**EXERCISE**
Across the entries below, count the lines that contain the word "crates" and reply with that number only.

Start of DATA FOR THIS EXERCISE

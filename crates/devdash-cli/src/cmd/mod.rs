pub mod chat;
pub mod check;
pub mod migrate;
pub mod project;
pub mod serve;

use anyhow::Context;
use devdash_core::config::Config;
use devdash_core::http::ApiClient;
use std::path::Path;

/// Load config and build a client for the server the command talks to:
/// `--server` when given, otherwise the local server on `server.port`.
pub(crate) fn connect(root: &Path, server: Option<&str>) -> anyhow::Result<(Config, ApiClient)> {
    let config = Config::load(root).context("failed to load config")?;
    let url = server_url(&config, server);
    let api = ApiClient::new(url, config.store.timeout())?;
    Ok((config, api))
}

fn server_url(config: &Config, explicit: Option<&str>) -> String {
    match explicit {
        Some(url) => url.to_string(),
        None => format!("http://localhost:{}", config.server.port),
    }
}

/// Current-thread runtime for one command.
pub(crate) fn runtime() -> anyhow::Result<tokio::runtime::Runtime> {
    Ok(tokio::runtime::Builder::new_current_thread()
        .enable_all()
        .build()?)
}
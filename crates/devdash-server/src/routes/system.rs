use axum::extract::State;
use axum::Json;
use devdash_core::config::StoreBackend;

use crate::state::AppState;

/// GET /api/system-check: which required settings are present.
pub async fn system_check(State(app): State<AppState>) -> Json<serde_json::Value> {
    let config = &app.config;
    let mut checks = serde_json::Map::new();

    checks.insert(
        config.ai.api_key_env.clone(),
        config.ai.api_key().is_some().into(),
    );
    if config.store.backend == StoreBackend::Postgres {
        checks.insert(
            "DATABASE_URL".into(),
            config.store.database_url().is_some().into(),
        );
    }
    let build_program = config.build.command.first().cloned().unwrap_or_default();
    let build_found = !build_program.is_empty() && which::which(&build_program).is_ok();
    checks.insert(format!("build:{build_program}"), build_found.into());

    let all_set = checks.values().all(|v| v.as_bool() == Some(true));
    Json(serde_json::json!({
        "status": if all_set { "ok" } else { "incomplete" },
        "store": match config.store.backend {
            StoreBackend::File => "file",
            StoreBackend::Postgres => "postgres",
        },
        "checks": checks,
    }))
}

End of DATA FOR THIS EXERCISE

**RESULT**
2